[Working data]

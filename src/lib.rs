//! Read-only Star Wars REST API backed by PostgreSQL.

pub mod config;
pub mod entity;
pub mod error;
pub mod handlers;
pub mod repository;
pub mod routes;
pub mod state;

pub use config::Config;
pub use entity::{Character, Entity, Favourite, Planet, Starship, User};
pub use error::ApiError;
pub use repository::Repository;
pub use routes::{api_routes, common_routes, RouteEntry, API_ROUTES};
pub use state::AppState;
//! Shared application state, passed to the routers at construction.

use sqlx::PgPool;

#[derive(Clone)]
pub struct AppState {
    pub pool: PgPool,
}
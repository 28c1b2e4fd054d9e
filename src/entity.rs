//! Star Wars domain records and their table metadata.
//!
//! Each entity is a plain struct: `Serialize` produces the flat response
//! mapping, `FromRow` decodes one row. The `Entity` trait carries the
//! per-table constants that keep the repository and handlers generic.

use serde::Serialize;
use sqlx::postgres::PgRow;
use sqlx::FromRow;

/// Metadata tying a record type to its table and route.
pub trait Entity: for<'r> FromRow<'r, PgRow> + Serialize + Send + Unpin + 'static {
    /// Table name.
    const TABLE: &'static str;
    /// Explicit select list, in response-field order.
    const COLUMNS: &'static str;
    /// URL path segment the entity is mounted under.
    const PATH: &'static str;
    /// Singular display name used in not-found messages.
    const DISPLAY: &'static str;
}

#[derive(Debug, Clone, PartialEq, Eq, Serialize, FromRow)]
pub struct User {
    pub id: i32,
    pub username: String,
    pub email: String,
}

impl Entity for User {
    const TABLE: &'static str = "users";
    const COLUMNS: &'static str = "id, username, email";
    const PATH: &'static str = "users";
    const DISPLAY: &'static str = "User";
}

/// A user's favourite. `user_id` is a plain reference; the foreign key lives
/// in the database and is never validated here.
#[derive(Debug, Clone, PartialEq, Eq, Serialize, FromRow)]
pub struct Favourite {
    pub id: i32,
    pub user_id: Option<i32>,
}

impl Entity for Favourite {
    const TABLE: &'static str = "favourites";
    const COLUMNS: &'static str = "id, user_id";
    const PATH: &'static str = "favourites";
    const DISPLAY: &'static str = "Favourite";
}

#[derive(Debug, Clone, PartialEq, Eq, Serialize, FromRow)]
pub struct Character {
    pub id: i32,
    pub name: String,
    pub model: String,
    pub starship_class: String,
    pub manufacturer: String,
    pub cost_in_credits: i64,
    pub length: i64,
    pub crew: i64,
    pub passengers: i64,
    pub max_atmosphering_speed: i64,
    pub cargo_capacity: i64,
}

impl Entity for Character {
    const TABLE: &'static str = "characters";
    const COLUMNS: &'static str = "id, name, model, starship_class, manufacturer, \
        cost_in_credits, length, crew, passengers, max_atmosphering_speed, cargo_capacity";
    const PATH: &'static str = "characters";
    const DISPLAY: &'static str = "Character";
}

#[derive(Debug, Clone, PartialEq, Eq, Serialize, FromRow)]
pub struct Planet {
    pub id: i32,
    pub name: String,
    pub diameter: i64,
    pub rotation_period: i64,
    pub orbital_period: i64,
    pub gravity: String,
    pub population: i64,
    pub climate: String,
    pub terrain: String,
}

impl Entity for Planet {
    const TABLE: &'static str = "planets";
    const COLUMNS: &'static str = "id, name, diameter, rotation_period, orbital_period, \
        gravity, population, climate, terrain";
    const PATH: &'static str = "planets";
    const DISPLAY: &'static str = "Planet";
}

#[derive(Debug, Clone, PartialEq, Eq, Serialize, FromRow)]
pub struct Starship {
    pub id: i32,
    pub name: String,
    pub model: String,
    pub starship_class: String,
    pub manufacturer: String,
    pub cost_in_credits: i64,
    pub length: i64,
    pub crew: i64,
    pub passengers: i64,
    pub max_atmosphering_speed: i64,
    pub cargo_capacity: i64,
}

impl Entity for Starship {
    const TABLE: &'static str = "starships";
    const COLUMNS: &'static str = "id, name, model, starship_class, manufacturer, \
        cost_in_credits, length, crew, passengers, max_atmosphering_speed, cargo_capacity";
    const PATH: &'static str = "starships";
    const DISPLAY: &'static str = "Starship";
}

#[cfg(test)]
mod tests {
    use super::*;
    use serde_json::json;

    fn falcon() -> Starship {
        Starship {
            id: 10,
            name: "Millennium Falcon".into(),
            model: "YT-1300 light freighter".into(),
            starship_class: "Light freighter".into(),
            manufacturer: "Corellian Engineering Corporation".into(),
            cost_in_credits: 100_000,
            length: 34,
            crew: 4,
            passengers: 6,
            max_atmosphering_speed: 1050,
            cargo_capacity: 100_000,
        }
    }

    #[test]
    fn user_serializes_to_flat_mapping() {
        let luke = User {
            id: 1,
            username: "luke".into(),
            email: "luke@rebels.org".into(),
        };
        assert_eq!(
            serde_json::to_value(&luke).unwrap(),
            json!({"id": 1, "username": "luke", "email": "luke@rebels.org"})
        );
        // Field order in the encoded body follows the declaration order.
        assert_eq!(
            serde_json::to_string(&luke).unwrap(),
            r#"{"id":1,"username":"luke","email":"luke@rebels.org"}"#
        );
    }

    #[test]
    fn favourite_without_user_serializes_null_reference() {
        let orphan = Favourite { id: 7, user_id: None };
        assert_eq!(
            serde_json::to_value(&orphan).unwrap(),
            json!({"id": 7, "user_id": null})
        );
    }

    #[test]
    fn serialization_is_pure_and_idempotent() {
        let ship = falcon();
        let first = serde_json::to_value(&ship).unwrap();
        let second = serde_json::to_value(&ship).unwrap();
        assert_eq!(first, second);
    }

    #[test]
    fn starship_mapping_contains_exactly_the_declared_fields() {
        let value = serde_json::to_value(falcon()).unwrap();
        let mut keys: Vec<String> = value.as_object().unwrap().keys().cloned().collect();
        keys.sort();
        let mut expected: Vec<String> = [
            "id",
            "name",
            "model",
            "starship_class",
            "manufacturer",
            "cost_in_credits",
            "length",
            "crew",
            "passengers",
            "max_atmosphering_speed",
            "cargo_capacity",
        ]
        .iter()
        .map(|s| s.to_string())
        .collect();
        expected.sort();
        assert_eq!(keys, expected);
    }

    #[test]
    fn planet_serializes_integers_and_strings_as_declared() {
        let tatooine = Planet {
            id: 3,
            name: "Tatooine".into(),
            diameter: 10_465,
            rotation_period: 23,
            orbital_period: 304,
            gravity: "1 standard".into(),
            population: 200_000,
            climate: "arid".into(),
            terrain: "desert".into(),
        };
        assert_eq!(
            serde_json::to_value(&tatooine).unwrap(),
            json!({
                "id": 3,
                "name": "Tatooine",
                "diameter": 10465,
                "rotation_period": 23,
                "orbital_period": 304,
                "gravity": "1 standard",
                "population": 200000,
                "climate": "arid",
                "terrain": "desert"
            })
        );
    }
}
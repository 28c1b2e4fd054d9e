//! Operational routes: health, readiness, version. Not part of the API
//! surface and not listed in the sitemap.

use crate::state::AppState;
use axum::{extract::State, http::StatusCode, routing::get, Json, Router};
use serde::Serialize;

#[derive(Serialize)]
struct HealthBody {
    status: &'static str,
}

#[derive(Serialize)]
struct ReadyBody {
    status: &'static str,
    database: &'static str,
}

async fn health() -> Json<HealthBody> {
    Json(HealthBody { status: "ok" })
}

async fn ready(
    State(state): State<AppState>,
) -> Result<Json<ReadyBody>, (StatusCode, Json<ReadyBody>)> {
    if sqlx::query("SELECT 1")
        .fetch_optional(&state.pool)
        .await
        .is_err()
    {
        return Err((
            StatusCode::SERVICE_UNAVAILABLE,
            Json(ReadyBody {
                status: "degraded",
                database: "unavailable",
            }),
        ));
    }
    Ok(Json(ReadyBody {
        status: "ok",
        database: "ok",
    }))
}

async fn version() -> Json<serde_json::Value> {
    Json(serde_json::json!({
        "name": env!("CARGO_PKG_NAME"),
        "version": env!("CARGO_PKG_VERSION")
    }))
}

/// Operational routes. Requires AppState for the readiness probe.
pub fn common_routes(state: AppState) -> Router {
    Router::new()
        .route("/health", get(health))
        .route("/ready", get(ready))
        .route("/version", get(version))
        .with_state(state)
}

[/Working data]

**Exercise details**
For each line above that contains "error", make a copy.

**Written reply**
pub mod error;
pub use error::ApiError;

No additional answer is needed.